*WORK TO COMPLETE:* Search the data below for the word "LPSystemError" and copy each line that holds it.

++++ DATASET EXCERPTS ++++

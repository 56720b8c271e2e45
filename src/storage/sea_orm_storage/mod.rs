//! SeaORM 存储实现
//!
//! 统一的数据库存储层，支持 SQLite、PostgreSQL 和 MySQL。

mod courses;
mod progress;
mod promotions;
mod submissions;
mod users;

use crate::config::AppConfig;
use crate::errors::{LPSystemError, Result};
use migration::{Migrator, MigratorTrait};
use sea_orm::{ConnectOptions, Database, DatabaseConnection};
use std::time::Duration;
use tracing::info;

/// SeaORM 存储实现
#[derive(Clone)]
pub struct SeaOrmStorage {
    pub(crate) db: DatabaseConnection,
}

impl SeaOrmStorage {
    /// 创建新的 SeaORM 存储实例
    pub async fn new_async() -> Result<Self> {
        let config = AppConfig::get();
        let db_url = Self::build_database_url(&config.database.url)?;

        // 根据数据库类型选择连接方式
        let db = if db_url.starts_with("sqlite://") {
            Self::connect_sqlite(&db_url, config).await?
        } else {
            Self::connect_generic(&db_url, config).await?
        };

        // 运行迁移
        Migrator::up(&db, None)
            .await
            .map_err(|e| LPSystemError::database_operation(format!("数据库迁移失败: {e}")))?;

        info!("SeaORM 存储初始化完成，数据库: {}", db_url);

        Ok(Self { db })
    }

    /// SQLite 专用连接（WAL + pragma 优化）
    async fn connect_sqlite(url: &str, config: &AppConfig) -> Result<DatabaseConnection> {
        use sea_orm::SqlxSqliteConnector;
        use sea_orm::sqlx::sqlite::{
            SqliteConnectOptions, SqliteJournalMode, SqlitePoolOptions, SqliteSynchronous,
        };
        use std::str::FromStr;

        let opt = SqliteConnectOptions::from_str(url)
            .map_err(|e| LPSystemError::database_config(format!("SQLite URL 解析失败: {e}")))?
            .create_if_missing(true)
            .journal_mode(SqliteJournalMode::Wal)
            .synchronous(SqliteSynchronous::Normal)
            .busy_timeout(Duration::from_secs(5))
            .pragma("cache_size", "-64000")
            .pragma("temp_store", "memory")
            .pragma("mmap_size", "536870912")
            .pragma("wal_autocheckpoint", "1000");

        let pool = SqlitePoolOptions::new()
            .max_connections(config.database.pool_size)
            .min_connections(1)
            .test_before_acquire(true)
            .acquire_timeout(Duration::from_secs(config.database.timeout))
            .idle_timeout(Duration::from_secs(300))
            .connect_with(opt)
            .await
            .map_err(|e| LPSystemError::database_connection(format!("SQLite 连接失败: {e}")))?;

        Ok(SqlxSqliteConnector::from_sqlx_sqlite_pool(pool))
    }

    /// 通用连接（PostgreSQL、MySQL 等）
    async fn connect_generic(url: &str, config: &AppConfig) -> Result<DatabaseConnection> {
        let mut opt = ConnectOptions::new(url);
        opt.max_connections(config.database.pool_size)
            .min_connections(5)
            .connect_timeout(Duration::from_secs(config.database.timeout))
            .acquire_timeout(Duration::from_secs(config.database.timeout))
            .idle_timeout(Duration::from_secs(600))
            .max_lifetime(Duration::from_secs(1800))
            .sqlx_logging(false)
            .sqlx_logging_level(tracing::log::LevelFilter::Debug);

        Database::connect(opt)
            .await
            .map_err(|e| LPSystemError::database_connection(format!("无法连接到数据库: {e}")))
    }

    /// 从 URL 自动推断数据库类型并构建连接 URL
    fn build_database_url(url: &str) -> Result<String> {
        if url.starts_with("sqlite://") {
            Ok(url.to_string())
        } else if url.ends_with(".db") || url.ends_with(".sqlite") || url == ":memory:" {
            Ok(format!("sqlite://{}?mode=rwc", url))
        } else if url.starts_with("postgres://")
            || url.starts_with("postgresql://")
            || url.starts_with("mysql://")
            || url.starts_with("mariadb://")
        {
            Ok(url.to_string())
        } else {
            Err(LPSystemError::database_config(format!(
                "无法从 URL 推断数据库类型: {url}. 支持: sqlite://, postgres://, mysql://, 或 .db/.sqlite 文件路径"
            )))
        }
    }
}

// RecordStore trait 实现
use crate::models::{
    courses::entities::Course,
    progress::entities::PromotionProgress,
    promotions::entities::Promotion,
    submissions::entities::ExerciseSubmission,
    users::{entities::User, entities::UserRole, responses::UserRoleCounts},
};
use crate::storage::RecordStore;
use async_trait::async_trait;

#[async_trait]
impl RecordStore for SeaOrmStorage {
    // 用户模块
    async fn find_user_by_id(&self, id: i64) -> Result<Option<User>> {
        self.find_user_by_id_impl(id).await
    }

    async fn count_users_by_role(&self) -> Result<UserRoleCounts> {
        self.count_users_by_role_impl().await
    }

    async fn find_users_by_promotion(
        &self,
        promotion_id: i64,
        role: Option<UserRole>,
    ) -> Result<Vec<User>> {
        self.find_users_by_promotion_impl(promotion_id, role).await
    }

    async fn count_active_users_since(
        &self,
        since: chrono::DateTime<chrono::Utc>,
    ) -> Result<i64> {
        self.count_active_users_since_impl(since).await
    }

    // 课程模块
    async fn find_course_by_id(&self, id: i64) -> Result<Option<Course>> {
        self.find_course_by_id_impl(id).await
    }

    async fn find_courses_by_ids(&self, ids: &[i64]) -> Result<Vec<Course>> {
        self.find_courses_by_ids_impl(ids).await
    }

    async fn find_courses_by_instructor_or_collaborator(
        &self,
        user_id: i64,
    ) -> Result<Vec<Course>> {
        self.find_courses_by_instructor_or_collaborator_impl(user_id)
            .await
    }

    async fn count_courses(&self) -> Result<i64> {
        self.count_courses_impl().await
    }

    // 班期模块
    async fn find_promotions_containing_course(&self, course_id: i64) -> Result<Vec<Promotion>> {
        self.find_promotions_containing_course_impl(course_id).await
    }

    async fn list_promotions(&self, limit: u64) -> Result<Vec<Promotion>> {
        self.list_promotions_impl(limit).await
    }

    async fn count_promotions(&self) -> Result<i64> {
        self.count_promotions_impl().await
    }

    async fn count_students_in_promotion(&self, promotion_id: i64) -> Result<i64> {
        self.count_students_in_promotion_impl(promotion_id).await
    }

    // 进度模块
    async fn find_or_create_progress(
        &self,
        promotion_id: i64,
        student_id: i64,
    ) -> Result<PromotionProgress> {
        self.find_or_create_progress_impl(promotion_id, student_id)
            .await
    }

    async fn find_progress_by_promotion(
        &self,
        promotion_id: i64,
    ) -> Result<Vec<PromotionProgress>> {
        self.find_progress_by_promotion_impl(promotion_id).await
    }

    async fn save_progress(&self, record: PromotionProgress) -> Result<PromotionProgress> {
        self.save_progress_impl(record).await
    }

    async fn count_progress_records(&self) -> Result<i64> {
        self.count_progress_records_impl().await
    }

    // 提交模块
    async fn find_submissions_by_student(
        &self,
        student_id: i64,
    ) -> Result<Vec<ExerciseSubmission>> {
        self.find_submissions_by_student_impl(student_id).await
    }

    async fn find_submissions_by_exercise_ids(
        &self,
        exercise_ids: &[String],
    ) -> Result<Vec<ExerciseSubmission>> {
        self.find_submissions_by_exercise_ids_impl(exercise_ids)
            .await
    }

    async fn count_submissions(&self) -> Result<i64> {
        self.count_submissions_impl().await
    }
}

++++

*FINAL ANSWER:*
use crate::errors::{LPSystemError, Result};
            .map_err(|e| LPSystemError::database_operation(format!("数据库迁移失败: {e}")))?;
            .map_err(|e| LPSystemError::database_config(format!("SQLite URL 解析失败: {e}")))?
            .map_err(|e| LPSystemError::database_connection(format!("SQLite 连接失败: {e}")))?;
            .map_err(|e| LPSystemError::database_connection(format!("无法连接到数据库: {e}")))
            Err(LPSystemError::database_config(format!(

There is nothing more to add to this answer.